Ta, ta, ta, taaa ... ! o Margarita Clavelín, Dra.
por Carlos Á. Trevisi (2000)
Si el archiduque Rodolfo, el príncipe Lobkowitz y el conde Kinsky hubieran conocido a la doctora Clavelín, con seguridad la habrían condenado a la hoguera.
Simpleza de mujer Margarita, no obstante haber accedido a un doctorado en química. Menuda, enjuta, su ojo había adquirido la redondez de la lente del microscopio: tal era su afán científico.
Ajena por completo a la intrascendencia de lo cotidiano, una vieja radio portátil, siempre sintonizada en radio Clásica, la conectaba con el mundo desde una pila de libros a la izquierda de su escritorio.
Probetas, cánulas, pipetas y tubos; Dalton, Lavoisier, Ritchert y Bertholet despertaban sus intereses con exclusividad. Cuando dejaba de mirar por el microscopio, trasladaba al papel cadenas de carbonos y oxígenos que adoptaban, en su disposición, las formas más variadas: desde multípodas arañas hasta poderosas grúas o locomotoras.
Así, entre fórmulas y microscopio, pasaban sus días, sus meses, sus años...
Ta, ta, ta, taaaa ...! oyó un día Margarita por la radio.
Le trajo malos recuerdos; infancia de niña fea, una casa suburbana y su tío, un sabelotodo insoportable con quién había tenido que ir a vivir a la muerte de sus padres con apenas doce años de edad. La poca atención que le prestaba su nueva familia se disimulaba con un discurso moral al que no le faltaba un acopio de información libresca y permanentes consejos para que supiera defenderse en la vida.
El tío le había regalado la Quinta Sinfonía al cumplir quince años.
No soportó el recuerdo de verse sentada frente al tocadiscos escuchando reiteradamente aquel disco de 45 rpm que, a falta de otro, se repetía y repetía.
Intentó liberarse poniendo otra emisora. Sus dedos iban veloces por el sintonizador de la radio: Splendid, Continental, Nacional, el Mundo, Clásica... Pero era inútil. "Ta, ta , ta, taaaa...!" se reiteraba en cada emisora.
Se puso de pie. Insistió; nada.
"Ta, ta, ta, taaa ...!. Ta, ta, ta, taaa ...!"

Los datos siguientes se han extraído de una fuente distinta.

#![warn(missing_docs)]
#![warn(clippy::missing_docs_in_private_items)]

//! Outcome kinds of a single graded test case.

use std::fmt::Display;

use serde::{Deserialize, Serialize};

use crate::constants::{MEMORY_LIMIT_EXIT_CODE, TIME_LIMIT_EXIT_CODE};

/// Result of grading one test case.
///
/// Variants are ordered by precedence: when several results are merged into a
/// summary, the lowest one wins. The numeric values are part of the envelope
/// wire format and must never change.
#[derive(Debug, Clone, Copy, PartialEq, Eq, PartialOrd, Ord, Hash, Serialize, Deserialize)]
#[serde(try_from = "u32", into = "u32")]
#[repr(u32)]
pub enum GraderResult {
    /// The submission did not build.
    CompilationError     = 10,
    /// The submission ran out of time.
    TimeLimitExceeded    = 20,
    /// The submission ran out of memory.
    MemoryLimitExceeded  = 30,
    /// The submission crashed or exited with a non-zero code.
    RuntimeError         = 40,
    /// The submission printed more than allowed.
    OutputLimitExceeded  = 50,
    /// The grading code itself failed at runtime.
    GradingRuntimeError  = 60,
    /// Something went wrong outside the submission.
    InternalError        = 70,
    /// Output is right modulo formatting.
    PresentationError    = 80,
    /// Output differs from the expected output.
    WrongAnswer          = 90,
    /// Output matches the expected output.
    Accepted             = 100,
}

/// Raised when a numeric value does not name a [`GraderResult`].
#[derive(thiserror::Error, Debug, Clone, Copy, PartialEq, Eq)]
#[error("{0} is not a known grader result")]
pub struct UnknownResult(pub u32);

impl GraderResult {
    /// Every kind, from highest to lowest precedence.
    pub const ALL: [GraderResult; 10] = [
        GraderResult::CompilationError,
        GraderResult::TimeLimitExceeded,
        GraderResult::MemoryLimitExceeded,
        GraderResult::RuntimeError,
        GraderResult::OutputLimitExceeded,
        GraderResult::GradingRuntimeError,
        GraderResult::InternalError,
        GraderResult::PresentationError,
        GraderResult::WrongAnswer,
        GraderResult::Accepted,
    ];

    /// Stable numeric value used on the wire.
    pub fn value(self) -> u32 {
        self as u32
    }

    /// Upper-case name shown to viewers, e.g. `WRONG_ANSWER`.
    pub fn name(self) -> &'static str {
        match self {
            GraderResult::CompilationError => "COMPILATION_ERROR",
            GraderResult::TimeLimitExceeded => "TIME_LIMIT_EXCEEDED",
            GraderResult::MemoryLimitExceeded => "MEMORY_LIMIT_EXCEEDED",
            GraderResult::RuntimeError => "RUNTIME_ERROR",
            GraderResult::OutputLimitExceeded => "OUTPUT_LIMIT_EXCEEDED",
            GraderResult::GradingRuntimeError => "GRADING_RUNTIME_ERROR",
            GraderResult::InternalError => "INTERNAL_ERROR",
            GraderResult::PresentationError => "PRESENTATION_ERROR",
            GraderResult::WrongAnswer => "WRONG_ANSWER",
            GraderResult::Accepted => "ACCEPTED",
        }
    }

    /// Whether the test case passed.
    pub fn is_accepted(self) -> bool {
        self == GraderResult::Accepted
    }

    /// Classifies a non-zero sandbox exit code.
    ///
    /// * `return_code`: exit code reported by the sandbox for the submission.
    pub fn from_return_code(return_code: i32) -> Self {
        match return_code {
            MEMORY_LIMIT_EXIT_CODE => GraderResult::MemoryLimitExceeded,
            TIME_LIMIT_EXIT_CODE => GraderResult::TimeLimitExceeded,
            _ => GraderResult::RuntimeError,
        }
    }

    /// Merges per-test results into the summary result, i.e. the one with the
    /// highest precedence. Returns `None` for an empty input.
    pub fn summarize<I>(results: I) -> Option<Self>
    where
        I: IntoIterator<Item = GraderResult>,
    {
        results.into_iter().min()
    }
}

impl TryFrom<u32> for GraderResult {
    type Error = UnknownResult;

    fn try_from(value: u32) -> Result<Self, Self::Error> {
        GraderResult::ALL
            .into_iter()
            .find(|kind| kind.value() == value)
            .ok_or(UnknownResult(value))
    }
}

impl From<GraderResult> for u32 {
    fn from(value: GraderResult) -> Self {
        value.value()
    }
}

impl Display for GraderResult {
    fn fmt(&self, f: &mut std::fmt::Formatter<'_>) -> std::fmt::Result {
        f.write_str(self.name())
    }
}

Su rostro se había demudado.
Levantó la radio con ambas manos por encima de su cabeza y la estrelló con fuerza contra el piso.
Dejó de funcionar.
Se sentó nuevamente; corrió el microscopio con el antebrazo derecho. Estaba a punto de reclinarse sobre la mesa cuando la portátil comenzó a transmitir "Sur".
Como en el tango, su después era ignoto. No tenía después... No había después. Desde la muerte de sus padres nunca más había habido un después; todo era un presente permanente, sin mañana. Lloró amargamente.
***
Poco quedaba de la compañía química al llegar los bomberos.
El informe policial consignó que lo único que había sobrevivido al fuego eran cuatro mil florines en relucientes monedas de oro encontradas dentro de una radio portátil marca Spica, insólitamente "en perfectas condiciones de uso pese a haber sido hallada en el lugar donde, con toda certeza, se había iniciado el fuego intencional que terminó con el edificio".
Cuando el juez interviniente citó al tío sábelotodo a prestar declaración testimonial en la causa caratulada "Clavelín, Margarita, su suicidio", tomó conocimiento de que cuatro mil florines era exactamente la cantidad que el archiduque Rodolfo, el príncipe Lobkowitz y el conde Kinsky pasaban anualmente a Beethoven para que permaneciera en Viena componiendo.